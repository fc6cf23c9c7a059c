use std::env;
use std::fmt;
use std::net::{IpAddr, SocketAddr};

use crate::casting::{CsvQuoting, ExportSettings};

/// Distinguishes runtime behavior for different stages of the service.
#[derive(Debug, Clone, Copy, PartialEq, Eq)]
pub enum AppEnvironment {
    Development,
    Test,
    Production,
}

impl AppEnvironment {
    fn from_str(value: &str) -> Self {
        match value.trim().to_ascii_lowercase().as_str() {
            "prod" | "production" => Self::Production,
            "test" | "ci" => Self::Test,
            _ => Self::Development,
        }
    }
}

/// Top-level configuration for the application.
#[derive(Debug, Clone)]
pub struct AppConfig {
    pub environment: AppEnvironment,
    pub server: ServerConfig,
    pub telemetry: TelemetryConfig,
    pub export: ExportSettings,
}

impl AppConfig {
    pub fn load() -> Result<Self, ConfigError> {
        dotenvy::dotenv().ok();

        let environment = AppEnvironment::from_str(
            &env::var("APP_ENV").unwrap_or_else(|_| "development".to_string()),
        );

        let host = env::var("APP_HOST").unwrap_or_else(|_| "127.0.0.1".to_string());
        let port = env::var("APP_PORT")
            .unwrap_or_else(|_| "3000".to_string())
            .parse::<u16>()
            .map_err(|_| ConfigError::InvalidPort)?;

        let log_level = env::var("APP_LOG_LEVEL").unwrap_or_else(|_| "info".to_string());

        let export = ExportSettings {
            quoting: match env::var("APP_CSV_QUOTING") {
                Ok(raw) => CsvQuoting::parse(&raw).ok_or(ConfigError::InvalidCsvQuoting(raw))?,
                Err(_) => CsvQuoting::default(),
            },
            page_rows: match env::var("APP_EXPORT_PAGE_ROWS") {
                Ok(raw) => raw
                    .trim()
                    .parse::<usize>()
                    .ok()
                    .filter(|rows| *rows > 0)
                    .ok_or(ConfigError::InvalidPageRows)?,
                Err(_) => ExportSettings::default().page_rows,
            },
        };

        Ok(Self {
            environment,
            server: ServerConfig { host, port },
            telemetry: TelemetryConfig { log_level },
            export,
        })
    }
}

/// Settings controlling the HTTP server binding.
#[derive(Debug, Clone)]
pub struct ServerConfig {
    pub host: String,
    pub port: u16,
}

impl ServerConfig {
    pub fn socket_addr(&self) -> Result<SocketAddr, ConfigError> {
        if self.host.eq_ignore_ascii_case("localhost") {
            return Ok(SocketAddr::new(IpAddr::from([127, 0, 0, 1]), self.port));
        }

        let ip: IpAddr = self
            .host
            .parse()
            .map_err(|source| ConfigError::InvalidHost { source })?;

        Ok(SocketAddr::new(ip, self.port))
    }
}

/// Tracing controls.
#[derive(Debug, Clone)]
pub struct TelemetryConfig {
    pub log_level: String,
}

#[derive(Debug)]
pub enum ConfigError {
    InvalidPort,
    InvalidHost { source: std::net::AddrParseError },
    InvalidCsvQuoting(String),
    InvalidPageRows,
}

impl fmt::Display for ConfigError {
    fn fmt(&self, f: &mut fmt::Formatter<'_>) -> fmt::Result {
        match self {
            ConfigError::InvalidPort => write!(f, "APP_PORT must be a valid u16"),
            ConfigError::InvalidHost { .. } => {
                write!(f, "APP_HOST must parse to an IPv4 or IPv6 address")
            }
            ConfigError::InvalidCsvQuoting(value) => write!(
                f,
                "APP_CSV_QUOTING must be 'rfc4180' or 'verbatim', got '{}'",
                value
            ),
            ConfigError::InvalidPageRows => {
                write!(f, "APP_EXPORT_PAGE_ROWS must be a positive integer")
            }
        }
    }
}

impl std::error::Error for ConfigError {
    fn source(&self) -> Option<&(dyn std::error::Error + 'static)> {
        match self {
            ConfigError::InvalidHost { source } => Some(source),
            ConfigError::InvalidPort
            | ConfigError::InvalidCsvQuoting(_)
            | ConfigError::InvalidPageRows => None,
        }
    }
}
----
> [Assigned task]: Would you write out the full set of records above without alteration?

> [Result of the task]:
repository fc6cf23c9c7a059c
use std::env;
use std::fmt;
use std::net::{IpAddr, SocketAddr};

use crate::casting::{CsvQuoting, ExportSettings};

/// Distinguishes runtime behavior for different stages of the service.
#[derive(Debug, Clone, Copy, PartialEq, Eq)]
pub enum AppEnvironment {
    Development,
    Test,
    Production,
}

impl AppEnvironment {
    fn from_str(value: &str) -> Self {
        match value.trim().to_ascii_lowercase().as_str() {
            "prod" | "production" => Self::Production,
            "test" | "ci" => Self::Test,
            _ => Self::Development,
        }
    }
}

/// Top-level configuration for the application.
#[derive(Debug, Clone)]
pub struct AppConfig {
    pub environment: AppEnvironment,
    pub server: ServerConfig,
    pub telemetry: TelemetryConfig,
    pub export: ExportSettings,
}

impl AppConfig {
    pub fn load() -> Result<Self, ConfigError> {
        dotenvy::dotenv().ok();

        let environment = AppEnvironment::from_str(
            &env::var("APP_ENV").unwrap_or_else(|_| "development".to_string()),
        );

        let host = env::var("APP_HOST").unwrap_or_else(|_| "127.0.0.1".to_string());
        let port = env::var("APP_PORT")
            .unwrap_or_else(|_| "3000".to_string())
            .parse::<u16>()
            .map_err(|_| ConfigError::InvalidPort)?;

        let log_level = env::var("APP_LOG_LEVEL").unwrap_or_else(|_| "info".to_string());

        let export = ExportSettings {
            quoting: match env::var("APP_CSV_QUOTING") {
                Ok(raw) => CsvQuoting::parse(&raw).ok_or(ConfigError::InvalidCsvQuoting(raw))?,
                Err(_) => CsvQuoting::default(),
            },
            page_rows: match env::var("APP_EXPORT_PAGE_ROWS") {
                Ok(raw) => raw
                    .trim()
                    .parse::<usize>()
                    .ok()
                    .filter(|rows| *rows > 0)
                    .ok_or(ConfigError::InvalidPageRows)?,
                Err(_) => ExportSettings::default().page_rows,
            },
        };

        Ok(Self {
            environment,
            server: ServerConfig { host, port },
            telemetry: TelemetryConfig { log_level },
            export,
        })
    }
}

/// Settings controlling the HTTP server binding.
#[derive(Debug, Clone)]
pub struct ServerConfig {
    pub host: String,
    pub port: u16,
}

impl ServerConfig {
    pub fn socket_addr(&self) -> Result<SocketAddr, ConfigError> {
        if self.host.eq_ignore_ascii_case("localhost") {
            return Ok(SocketAddr::new(IpAddr::from([127, 0, 0, 1]), self.port));
        }

        let ip: IpAddr = self
            .host
            .parse()
            .map_err(|source| ConfigError::InvalidHost { source })?;

        Ok(SocketAddr::new(ip, self.port))
    }
}

/// Tracing controls.
#[derive(Debug, Clone)]
pub struct TelemetryConfig {
    pub log_level: String,
}

#[derive(Debug)]
pub enum ConfigError {
    InvalidPort,
    InvalidHost { source: std::net::AddrParseError },
    InvalidCsvQuoting(String),
    InvalidPageRows,
}

impl fmt::Display for ConfigError {
    fn fmt(&self, f: &mut fmt::Formatter<'_>) -> fmt::Result {
        match self {
            ConfigError::InvalidPort => write!(f, "APP_PORT must be a valid u16"),
            ConfigError::InvalidHost { .. } => {
                write!(f, "APP_HOST must parse to an IPv4 or IPv6 address")
            }
            ConfigError::InvalidCsvQuoting(value) => write!(
                f,
                "APP_CSV_QUOTING must be 'rfc4180' or 'verbatim', got '{}'",
                value
            ),
            ConfigError::InvalidPageRows => {
                write!(f, "APP_EXPORT_PAGE_ROWS must be a positive integer")
            }
        }
    }
}

impl std::error::Error for ConfigError {
    fn source(&self) -> Option<&(dyn std::error::Error + 'static)> {
        match self {
            ConfigError::InvalidHost { source } => Some(source),
            ConfigError::InvalidPort
            | ConfigError::InvalidCsvQuoting(_)
            | ConfigError::InvalidPageRows => None,
        }
    }
}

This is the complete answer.